ZFP91 K48-ubiquitinates and degrades hnRNP A1. (A) Proteins that interacted with ZFP91 were identified by co-IP and mass spectrometry assays using HEK293T cells as a cell model. (B, C) ZFP91-Flag and hnRNP A1-HA plasmids were transfected into HCC cells HCC MHCC-LM3 (B) and SK-hep1 (C), ZFP91-Flag (B) and hnRNP A1-HA (C) complexes were co-immunoprecipitated with anti-Flag and HA antibodies, and hnRNP A1 and ZFP91 were detected, respectively. (D) MHCC-LM3 HCC cells were transfected with ZFP91-Flag plasmid, hnRNP A1 protein level was determined. (E) SK-hep1 HCC cells were transfected with anti-ZFP91 siRNA, hnRNP A1 protein level was determined. (F) ZFP91 and hnRNP A1 protein levels in six pairs of primary HCC tissues (T) and corresponding N tissues used in Figure 1B were detected. The correlations of ZFP91 with hnRNP A1 were analyzed in the right panel. (G) MHCC-LM3 cells transfected with ZFP91-Flag plasmids for 36 h were incubated with cycloheximide (CHX) for the indicated times.
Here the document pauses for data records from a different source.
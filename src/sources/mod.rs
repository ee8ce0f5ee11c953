mod sample_source;
mod synthetic_source;
mod vec_source;

pub use sample_source::SampleSource;
pub use synthetic_source::SyntheticSource;
pub use vec_source::VecSource;
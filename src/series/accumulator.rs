use crate::core::Sample;
use crate::estimation::RttEstimate;
use crate::series::{SeriesColumn, SeriesEntry};

/// Append-only store of per-arrival results for one run.
///
/// Entries keep strict arrival order. Calling [`finalize`](Self::finalize)
/// consumes the accumulator, so nothing can be appended once the series has
/// been handed over for statistics.
#[derive(Debug, Clone, Default)]
pub struct SeriesAccumulator {
    entries: Vec<SeriesEntry>,
}

impl SeriesAccumulator {
    pub fn new() -> Self {
        Self::default()
    }

    pub fn with_capacity(capacity: usize) -> Self {
        Self {
            entries: Vec::with_capacity(capacity),
        }
    }

    #[inline]
    pub fn append(&mut self, sample: Sample, estimate: RttEstimate) {
        self.entries.push(SeriesEntry::new(sample, estimate))
    }

    pub fn len(&self) -> usize {
        self.entries.len()
    }

    pub fn is_empty(&self) -> bool {
        self.entries.is_empty()
    }

    pub fn entries(&self) -> &[SeriesEntry] {
        &self.entries
    }

    pub fn column(&self, column: SeriesColumn) -> Vec<f64> {
        project(&self.entries, column)
    }

    pub fn finalize(self) -> Series {
        Series {
            entries: self.entries,
        }
    }
}

/// Finalized, read-only series of one run.
#[derive(Debug, Clone, Default, PartialEq)]
pub struct Series {
    entries: Vec<SeriesEntry>,
}

impl Series {
    pub fn len(&self) -> usize {
        self.entries.len()
    }

    pub fn is_empty(&self) -> bool {
        self.entries.is_empty()
    }

    pub fn entries(&self) -> &[SeriesEntry] {
        &self.entries
    }

    pub fn latest(&self) -> Option<SeriesEntry> {
        self.entries.last().copied()
    }

    pub fn column(&self, column: SeriesColumn) -> Vec<f64> {
        project(&self.entries, column)
    }

    pub fn samples(&self) -> Vec<f64> {
        self.column(SeriesColumn::SampleRtt)
    }

    pub fn estimated_rtt(&self) -> Vec<f64> {
        self.column(SeriesColumn::EstimatedRtt)
    }

    pub fn dev_rtt(&self) -> Vec<f64> {
        self.column(SeriesColumn::DevRtt)
    }

    pub fn timeout_interval(&self) -> Vec<f64> {
        self.column(SeriesColumn::TimeoutInterval)
    }
}

fn project(entries: &[SeriesEntry], column: SeriesColumn) -> Vec<f64> {
    entries.iter().map(|e| e.value(column)).collect()
}

#[cfg(test)]
mod tests {
    use super::*;
    use crate::estimation::{Estimator, RttEstimator};
    use strum::IntoEnumIterator;

    fn build(samples: &[(u64, f64)]) -> SeriesAccumulator {
        let mut est = RttEstimator::default();
        let mut acc = SeriesAccumulator::new();
        for &(i, v) in samples {
            let s = Sample::new(i, v).unwrap();
            let e = est.update(v).unwrap();
            acc.append(s, e);
        }
        acc
    }

    #[test]
    fn default_is_empty() {
        let acc = SeriesAccumulator::default();
        assert_eq!(acc.len(), 0);
        assert!(acc.is_empty());
        let series = acc.finalize();
        assert!(series.is_empty());
        assert!(series.latest().is_none());
        assert!(series.samples().is_empty());
    }

    #[test]
    fn append_preserves_arrival_order_and_duplicates() {
        let acc = build(&[(0, 30.0), (2, 10.0), (3, 10.0), (5, 20.0)]);
        assert_eq!(acc.len(), 4);
        assert_eq!(acc.column(SeriesColumn::SampleRtt), vec![30.0, 10.0, 10.0, 20.0]);
        let idx: Vec<u64> = acc.entries().iter().map(|e| e.index).collect();
        assert_eq!(idx, vec![0, 2, 3, 5]);
    }

    #[test]
    fn projections_are_aligned() {
        let series = build(&[(0, 100.0), (1, 120.0), (2, 90.0)]).finalize();
        for col in SeriesColumn::iter() {
            assert_eq!(series.column(col).len(), series.len());
        }
        assert_eq!(series.samples()[0], series.estimated_rtt()[0]);
        assert_eq!(series.dev_rtt()[0], 0.0);
        for (t, e) in series.timeout_interval().iter().zip(series.estimated_rtt()) {
            assert!(*t >= e);
        }
    }

    #[test]
    fn latest_returns_last_entry() {
        let series = build(&[(0, 100.0), (1, 120.0)]).finalize();
        let last = series.latest().unwrap();
        assert_eq!(last.index, 1);
        assert_eq!(last.sample_rtt, 120.0);
        assert_eq!(last.estimate().estimated_rtt, 102.5);
    }

    #[test]
    fn finalize_keeps_entries() {
        let acc = build(&[(0, 1.0), (1, 2.0)]);
        let before = acc.entries().to_vec();
        let series = acc.finalize();
        assert_eq!(series.entries(), before.as_slice());
    }
}
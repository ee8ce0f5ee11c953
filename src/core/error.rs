use thiserror::Error;

/// Failures surfaced by the estimation and statistics pipeline.
///
/// Every variant is recoverable: a rejected sample leaves the estimator
/// untouched and the caller may keep feeding the stream.
#[derive(Debug, Clone, PartialEq, Error)]
pub enum RttError {
    #[error("invalid sample: {0} (expected a finite, non-negative latency in ms)")]
    InvalidSample(f64),

    #[error("insufficient data: {needed} point(s) required, {got} available")]
    InsufficientData { needed: usize, got: usize },

    #[error("configuration error: {0}")]
    Configuration(String),
}

impl RttError {
    pub(crate) fn config<S: Into<String>>(msg: S) -> Self {
        RttError::Configuration(msg.into())
    }
}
The indicated proteins were analyzed (left panel), and the relative hnRNP A1 protein level is illustrated graphically (right panel). (H) MHCC-LM3 cells were cotransfected with the indicated plasmids for 36 h, followed by treatment with 10 µM MG132; the polyubiquitination level of hnRNP A1 was detected. (I) SK-hep1 cells were cotransfected with the indicated plasmids together with anti-ZFP91 siRNA for 36 h, followed by treatment with MG132; the polyubiquitination level of hnRNP A1 was detected. (J) MHCC-LM3 cells were cotransfected with wild type HA-ub or its mutants together with ZFP91-HA and hnRNP A1-Flag plasmids for 36 h, followed by treatment with MG132; the polyubiquitination level of hnRNP A1 was detected.